For a long time, trade in France was dominated by small craft businesses that produced high-quality goods such as furniture, porcelain or clocks for the nobility and the bourgeoisie. In individual regions, however, key branches of industrialisation flourished in the 18th century: Guillaume-Philippe Oberkampf built a textile factory near Versailles, and in Hayange in Lorraine Jean-Martin Wendel, founder of a dynasty of "steel barons", began iron production in 1704. In the later "Départment du Nord", coal fields were discovered in 1720 - by the end of the century, the mines already employed thousands of workers.

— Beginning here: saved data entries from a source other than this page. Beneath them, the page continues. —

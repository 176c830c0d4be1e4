use serde::{Deserialize, Serialize};
use std::collections::BTreeMap;
use std::fmt;
use std::path::PathBuf;

// ============================================================================
// Loader & classifier types
// ============================================================================

/// Semantic kind assigned to a column by the classifier.
#[derive(Debug, Clone, Copy, PartialEq, Eq, Hash, Serialize, Deserialize)]
#[serde(rename_all = "snake_case")]
pub enum ColumnKind {
    Numeric,
    Categorical,
    Datetime,
    Text,
}

impl ColumnKind {
    pub fn as_str(&self) -> &'static str {
        match self {
            ColumnKind::Numeric => "numeric",
            ColumnKind::Categorical => "categorical",
            ColumnKind::Datetime => "datetime",
            ColumnKind::Text => "text",
        }
    }
}

impl fmt::Display for ColumnKind {
    fn fmt(&self, f: &mut fmt::Formatter<'_>) -> fmt::Result {
        f.write_str(self.as_str())
    }
}

/// Name and declared (parser-level) type of a column.
#[derive(Debug, Clone, PartialEq, Serialize, Deserialize)]
pub struct ColumnInfo {
    pub name: String,
    pub dtype: String,
}

/// Result of loading a table: shape, declared types and missing-value counts.
#[derive(Debug, Clone, PartialEq, Serialize, Deserialize)]
pub struct TableOverview {
    pub path: String,
    /// (rows, columns)
    pub shape: (usize, usize),
    pub columns: Vec<ColumnInfo>,
    pub missing_counts: BTreeMap<String, usize>,
    /// Missing percentage per column, rounded to 2 decimals.
    pub missing_pct: BTreeMap<String, f64>,
    /// First rows as JSON objects keyed by column name.
    #[serde(default)]
    pub head: Vec<serde_json::Map<String, serde_json::Value>>,
}

impl TableOverview {
    pub fn row_count(&self) -> usize {
        self.shape.0
    }

    pub fn column_count(&self) -> usize {
        self.shape.1
    }

    /// Total number of missing cells across all columns.
    pub fn total_missing(&self) -> usize {
        self.missing_counts.values().sum()
    }
}

/// Classification result for a single column. Immutable once computed.
#[derive(Debug, Clone, PartialEq, Serialize, Deserialize)]
pub struct ColumnProfile {
    pub name: String,
    pub dtype: String,
    pub kind: ColumnKind,
    pub missing_count: usize,
    pub unique_count: usize,
    pub sample_values: Vec<String>,
}

// ============================================================================
// Statistics types
// ============================================================================

/// Descriptive statistics for a numeric column.
///
/// Missing values are excluded from every statistic; `missing` reports how
/// many were excluded. Statistics that are undefined for the available data
/// (e.g. all values missing) are `None`.
#[derive(Debug, Clone, PartialEq, Serialize, Deserialize)]
pub struct DescriptiveStats {
    pub column: String,
    pub count: usize,
    pub missing: usize,
    pub mean: Option<f64>,
    pub std: Option<f64>,
    pub min: Option<f64>,
    pub q1: Option<f64>,
    pub median: Option<f64>,
    pub q3: Option<f64>,
    pub max: Option<f64>,
    pub skewness: Option<f64>,
    pub kurtosis: Option<f64>,
}

impl DescriptiveStats {
    /// Null record for a column without any usable value.
    pub fn empty(column: impl Into<String>, missing: usize) -> Self {
        Self {
            column: column.into(),
            count: 0,
            missing,
            mean: None,
            std: None,
            min: None,
            q1: None,
            median: None,
            q3: None,
            max: None,
            skewness: None,
            kurtosis: None,
        }
    }

    pub fn is_empty(&self) -> bool {
        self.count == 0
    }
}

/// IQR-based outlier findings for a numeric column.
#[derive(Debug, Clone, PartialEq, Serialize, Deserialize)]
pub struct OutlierReport {
    pub column: String,
    pub non_missing: usize,
    pub q1: Option<f64>,
    pub q3: Option<f64>,
    pub iqr: Option<f64>,
    pub lower_fence: Option<f64>,
    pub upper_fence: Option<f64>,
    pub outlier_count: usize,
    /// Percentage of non-missing values, rounded to 2 decimals.
    pub outlier_pct: f64,
    /// First outliers in row order.
    pub outlier_sample: Vec<f64>,
}

/// One row of a frequency table.
#[derive(Debug, Clone, PartialEq, Serialize, Deserialize)]
pub struct FrequencyEntry {
    pub value: String,
    pub count: usize,
    /// Percentage of non-missing rows.
    pub pct: f64,
}

/// Category counts ordered by descending count (ties by first appearance).
#[derive(Debug, Clone, PartialEq, Serialize, Deserialize)]
pub struct FrequencyTable {
    pub column: String,
    pub total_non_missing: usize,
    pub distinct_count: usize,
    pub entries: Vec<FrequencyEntry>,
}

impl FrequencyTable {
    /// Whether categories were dropped by the top-N cut.
    pub fn is_truncated(&self) -> bool {
        self.entries.len() < self.distinct_count
    }
}

/// Two columns and their Pearson coefficient.
#[derive(Debug, Clone, PartialEq, Serialize, Deserialize)]
pub struct CorrelationPair {
    pub a: String,
    pub b: String,
    pub r: f64,
}

/// Symmetric Pearson correlation matrix over numeric columns.
///
/// `values[i][j]` is `None` when the coefficient is undefined (zero variance
/// or fewer than two paired observations).
#[derive(Debug, Clone, PartialEq, Default, Serialize, Deserialize)]
pub struct CorrelationMatrix {
    pub columns: Vec<String>,
    pub values: Vec<Vec<Option<f64>>>,
}

impl CorrelationMatrix {
    fn index_of(&self, column: &str) -> Option<usize> {
        self.columns.iter().position(|c| c == column)
    }

    /// Coefficient between two columns, if both are present and it is defined.
    pub fn get(&self, a: &str, b: &str) -> Option<f64> {
        let i = self.index_of(a)?;
        let j = self.index_of(b)?;
        self.values.get(i)?.get(j).copied().flatten()
    }

    pub fn len(&self) -> usize {
        self.columns.len()
    }

    pub fn is_empty(&self) -> bool {
        self.columns.is_empty()
    }

    /// Off-diagonal pairs with |r| >= `threshold`, strongest first.
    pub fn pairs_above(&self, threshold: f64) -> Vec<CorrelationPair> {
        let mut pairs = Vec::new();
        for i in 0..self.columns.len() {
            for j in (i + 1)..self.columns.len() {
                if let Some(r) = self.values[i][j]
                    && r.abs() >= threshold
                {
                    pairs.push(CorrelationPair {
                        a: self.columns[i].clone(),
                        b: self.columns[j].clone(),
                        r,
                    });
                }
            }
        }
        // stable sort keeps column order for equal magnitudes
        pairs.sort_by(|x, y| y.r.abs().total_cmp(&x.r.abs()));
        pairs
    }

    /// The defined off-diagonal pair with the largest |r|.
    pub fn strongest_pair(&self) -> Option<CorrelationPair> {
        self.pairs_above(0.0).into_iter().next()
    }
}

// ============================================================================
// Chart types
// ============================================================================

/// Kind of chart produced by the renderer.
#[derive(Debug, Clone, Copy, PartialEq, Eq, Hash, Serialize, Deserialize)]
#[serde(rename_all = "snake_case")]
pub enum ChartKind {
    Histogram,
    Heatmap,
    Bar,
    MissingValues,
    Pie,
    Box,
    StackedBar,
    TimeSeries,
    Scatter,
}

impl ChartKind {
    pub fn as_str(&self) -> &'static str {
        match self {
            ChartKind::Histogram => "histogram",
            ChartKind::Heatmap => "heatmap",
            ChartKind::Bar => "bar",
            ChartKind::MissingValues => "missing_values",
            ChartKind::Pie => "pie",
            ChartKind::Box => "box",
            ChartKind::StackedBar => "stacked_bar",
            ChartKind::TimeSeries => "time_series",
            ChartKind::Scatter => "scatter",
        }
    }
}

impl fmt::Display for ChartKind {
    fn fmt(&self, f: &mut fmt::Formatter<'_>) -> fmt::Result {
        f.write_str(self.as_str())
    }
}

/// A chart written to disk.
#[derive(Debug, Clone, PartialEq, Serialize, Deserialize)]
pub struct ChartArtifact {
    pub kind: ChartKind,
    pub columns: Vec<String>,
    pub path: PathBuf,
    /// True when the slice was empty or degenerate and a placeholder was drawn.
    #[serde(default)]
    pub placeholder: bool,
    #[serde(default, skip_serializing_if = "Option::is_none")]
    pub note: Option<String>,
}

/// Result of a render call.
#[derive(Debug, Clone, PartialEq, Serialize, Deserialize)]
#[serde(tag = "status", rename_all = "snake_case")]
pub enum ChartOutcome {
    Rendered(ChartArtifact),
    NotApplicable { kind: ChartKind, reason: String },
}

impl ChartOutcome {
    pub(crate) fn not_applicable(kind: ChartKind, reason: impl Into<String>) -> Self {
        ChartOutcome::NotApplicable {
            kind,
            reason: reason.into(),
        }
    }

    pub fn artifact(&self) -> Option<&ChartArtifact> {
        match self {
            ChartOutcome::Rendered(artifact) => Some(artifact),
            ChartOutcome::NotApplicable { .. } => None,
        }
    }

    pub fn is_rendered(&self) -> bool {
        matches!(self, ChartOutcome::Rendered(_))
    }
}

/// A chart the selection policy or renderer declined to produce.
#[derive(Debug, Clone, PartialEq, Serialize, Deserialize)]
pub struct SkippedChart {
    pub kind: ChartKind,
    pub columns: Vec<String>,
    pub reason: String,
}

// ============================================================================
// Summary
// ============================================================================

/// Every finding of one analysis run, as consumed by the report writer.
#[derive(Debug, Clone, PartialEq, Serialize, Deserialize)]
pub struct AnalysisSummary {
    pub source: String,
    #[serde(default, skip_serializing_if = "Option::is_none")]
    pub generated_at: Option<String>,
    pub overview: TableOverview,
    #[serde(default)]
    pub profiles: Vec<ColumnProfile>,
    #[serde(default)]
    pub descriptive: Vec<DescriptiveStats>,
    #[serde(default)]
    pub outliers: Vec<OutlierReport>,
    #[serde(default)]
    pub frequencies: Vec<FrequencyTable>,
    #[serde(default)]
    pub correlation: CorrelationMatrix,
    #[serde(default)]
    pub charts: Vec<ChartArtifact>,
    #[serde(default)]
    pub skipped_charts: Vec<SkippedChart>,
    #[serde(default)]
    pub key_findings: Vec<String>,
}

#[cfg(test)]
mod tests {
    use super::*;

    fn sample_matrix() -> CorrelationMatrix {
        CorrelationMatrix {
            columns: vec!["a".into(), "b".into(), "c".into()],
            values: vec![
                vec![Some(1.0), Some(0.2), Some(-0.9)],
                vec![Some(0.2), Some(1.0), None],
                vec![Some(-0.9), None, Some(1.0)],
            ],
        }
    }

    #[test]
    fn test_matrix_get() {
        let m = sample_matrix();
        assert_eq!(m.get("a", "c"), Some(-0.9));
        assert_eq!(m.get("c", "a"), Some(-0.9));
        assert_eq!(m.get("b", "c"), None);
        assert_eq!(m.get("a", "zzz"), None);
    }

    #[test]
    fn test_pairs_above_sorted_by_magnitude() {
        let m = sample_matrix();
        let pairs = m.pairs_above(0.1);
        assert_eq!(pairs.len(), 2);
        assert_eq!((pairs[0].a.as_str(), pairs[0].b.as_str()), ("a", "c"));
        assert_eq!(pairs[1].r, 0.2);

        assert_eq!(m.pairs_above(0.3).len(), 1);
        assert_eq!(m.strongest_pair().unwrap().r, -0.9);
    }

    #[test]
    fn test_chart_outcome_serialization() {
        let outcome = ChartOutcome::not_applicable(ChartKind::TimeSeries, "no datetime column");
        let json = serde_json::to_value(&outcome).unwrap();
        assert_eq!(json["status"], "not_applicable");
        assert_eq!(json["kind"], "time_series");

        let rendered = ChartOutcome::Rendered(ChartArtifact {
            kind: ChartKind::Bar,
            columns: vec!["region".into()],
            path: PathBuf::from("out/bar_region.svg"),
            placeholder: false,
            note: None,
        });
        let json = serde_json::to_value(&rendered).unwrap();
        assert_eq!(json["status"], "rendered");
        assert_eq!(json["path"], "out/bar_region.svg");
        assert!(json.get("note").is_none());
    }

    #[test]
    fn test_frequency_table_truncation() {
        let table = FrequencyTable {
            column: "c".into(),
            total_non_missing: 3,
            distinct_count: 2,
            entries: vec![FrequencyEntry {
                value: "x".into(),
                count: 2,
                pct: 66.7,
            }],
        };
        assert!(table.is_truncated());
    }

    #[test]
    fn test_column_kind_serde() {
        assert_eq!(
            serde_json::to_string(&ColumnKind::Categorical).unwrap(),
            "\"categorical\""
        );
        assert_eq!(ColumnKind::Datetime.to_string(), "datetime");
    }
}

However, widespread industrialisation did not take off - poor transport routes contributed to this and countless domestic customs barriers hindered sales. The development of waterways did little to change this: the famous Canal du Midi had already been completed at the end of the 17th century, leading from the Atlantic at Bordeaux to the Mediterranean at Sète and saving sailors from having to circumnavigate the Iberian peninsula. In the heart of the country, the Canal de Briare and the Canal du Centre followed, sections of a chain of canals that eventually connected the Seine to the Mediterranean via the Saône.

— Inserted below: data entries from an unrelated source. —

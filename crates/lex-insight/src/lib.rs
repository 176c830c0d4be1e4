//! Tabular Dataset Analysis Toolset
//!
//! Deterministic operations an external driver (a person, a script or an
//! LLM agent) calls to characterize a CSV file and render it visually.
//!
//! # Overview
//!
//! - **Loader**: reads a delimited file into a polars frame and reports its shape
//! - **Classifier**: assigns each column a semantic kind (numeric, categorical, datetime, text)
//! - **Statistics**: descriptive statistics, IQR outliers, frequency tables, Pearson correlation
//! - **Charts**: nine SVG chart kinds plus a planner that picks charts for a table
//! - **Reports**: a sectioned text summary and a JSON copy
//! - **Tools**: a fixed registry mapping tool names to JSON-argument functions
//!
//! Data flows forward only: loader, classifier, statistics and charts, report.
//!
//! # Quick Start
//!
//! ```rust,ignore
//! use lex_insight::{AnalysisConfig, Toolkit, run_analysis};
//!
//! // One-shot analysis with the default chart selection
//! let run = run_analysis("sales.csv", "out", &AnalysisConfig::default())?;
//! println!("Report: {}", run.report_path.display());
//!
//! // Individual operations, as an agent would call them
//! let toolkit = Toolkit::new(AnalysisConfig::default());
//! let stats = toolkit.compute_descriptive_stats("sales.csv", "revenue")?;
//! let outliers = toolkit.detect_outliers("sales.csv", "revenue")?;
//! ```
//!
//! # Tool Registry
//!
//! [`ToolRegistry`] exposes the toolkit to a tool-calling driver:
//!
//! ```rust,ignore
//! use lex_insight::ToolRegistry;
//! use serde_json::json;
//!
//! let registry = ToolRegistry::default();
//! let definitions = registry.definitions();
//!
//! let observation = registry.observe(
//!     "compute_value_counts",
//!     &json!({ "path": "sales.csv", "column": "region", "top_n": 5 }),
//! );
//! if !observation.success {
//!     // hand the error code and message back to the driver
//! }
//! ```

pub mod charts;
pub mod config;
pub mod error;
pub mod loader;
pub mod pipeline;
pub mod profiler;
pub mod reporting;
pub mod stats;
pub mod tools;
pub mod types;
pub mod utils;

// Re-exports for convenient access
pub use charts::{Aggregation, ChartPlan, ChartPlanner, ChartRenderer, ChartRequest, Resample};
pub use config::{AnalysisConfig, AnalysisConfigBuilder, ConfigValidationError};
pub use error::{InsightError, Result, ResultExt};
pub use loader::Table;
pub use pipeline::{AnalysisRun, run_analysis};
pub use profiler::{ColumnClassifier, columns_of_kind};
pub use reporting::{ReportWriter, SUMMARY_JSON_FILE, SUMMARY_TEXT_FILE};
pub use stats::StatisticsEngine;
pub use tools::{ObservationError, ToolDefinition, ToolObservation, ToolRegistry, Toolkit};
pub use types::{
    AnalysisSummary, ChartArtifact, ChartKind, ChartOutcome, ColumnInfo, ColumnKind,
    ColumnProfile, CorrelationMatrix, CorrelationPair, DescriptiveStats, FrequencyEntry,
    FrequencyTable, OutlierReport, SkippedChart, TableOverview,
};

static_assertions::assert_impl_all!(Toolkit: Send, Sync, Clone);
static_assertions::assert_impl_all!(ToolRegistry: Send, Sync);
static_assertions::assert_impl_all!(InsightError: Send, Sync, std::error::Error);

The Revolution of 1789 promoted trade and commerce by abolishing guild restrictions and internal customs duties. Napoleon Bonaparte also unified the legal system with the Civil Code, established a stable currency in the form of the franc and founded the Banque de France. Nevertheless, only a few industrial nuclei remained.

By 1830, three centres of cotton spinning had become established: In the north of the country near Rouen, around Lille and Roubaix, and in Alsace. After coal was discovered near Oignies in 1842, adjacent to the northern mining district, the huge mining region of Nord-Pas de Calais was created. In Lorraine, the De Wendels expanded iron processing using the latest technologies from Britain. However, the Royal Foundry of Le Creusot in Burgundy, which the industrialist Eugène Schneider took over in 1836, developed into probably the most famous steelworks in France: he founded an empire with the production of locomotives, rails and weapons.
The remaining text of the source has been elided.